--- Source information Enclosed Below ---

//! # civcal - Civic Calendar Scraping for Rust
//!
//! This crate turns the event, class and meeting pages of local organizations
//! into clean, deduplicated calendar feeds. Pages are read by a structured
//! model extractor when one is configured and by markup heuristics otherwise.
//!
//! ## Features
//!
//! - Browser-like page fetching with bounded timeouts
//! - Two-stage extraction: listing pages, then each item's own detail page
//! - Category-tuned prompts for events, classes and meetings
//! - Recurrence expansion ("first friday", "every monday") over a fixed horizon
//! - Category-specific title cleanup, date floors and deduplication
//! - Streaming progress events for each refresh
//! - Rate-limited model access through `rig`
//!
//! ## Example
//!
//! ```rust,no_run
//! use civcal::calendar::{Category, SourcesFile};
//! use civcal::fetcher::{Fetcher, FetcherConfig};
//! use civcal::model::Client;
//! use civcal::pipeline::{Pipeline, PipelineConfig};
//!
//! #[tokio::main]
//! async fn main() -> Result<(), Box<dyn std::error::Error>> {
//!     let sources = SourcesFile::load("sources.json")?;
//!     let client = Client::new_gemini_from_env()?;
//!     let pipeline = Pipeline::with_extractor(
//!         Fetcher::new(FetcherConfig::default())?,
//!         client.extractor(),
//!         PipelineConfig::default(),
//!     );
//!
//!     let summary = pipeline.refresh(Category::Events, &sources.sources).await;
//!     println!("{}", serde_json::to_string_pretty(&summary.items)?);
//!     Ok(())
//! }
//! ```

pub mod calendar;
pub mod dedup;
pub mod enrich;
mod error;
pub mod extract;
pub mod fetcher;
pub mod model;
pub mod pipeline;
pub mod postprocess;
pub mod recurrence;

pub use error::Error;

/// Re-export of types module for public use
pub mod prelude {
    pub use crate::calendar::{CalendarItem, Category, ScrapingMethod, SourceConfig, SourcesFile};
    pub use crate::error::Error;
    pub use crate::error::Result;
    pub use crate::extract::{LlmExtractor, StructuredExtractor};
    pub use crate::pipeline::{Pipeline, PipelineConfig, ProgressEvent};
}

--- End of Enclosed Source information ---

**Problem statement**
Note each line above that contains "SourcesFile" and copy it out.

**Solution for this task**
//! use civcal::calendar::{Category, SourcesFile};
//!     let sources = SourcesFile::load("sources.json")?;
    pub use crate::calendar::{CalendarItem, Category, ScrapingMethod, SourceConfig, SourcesFile};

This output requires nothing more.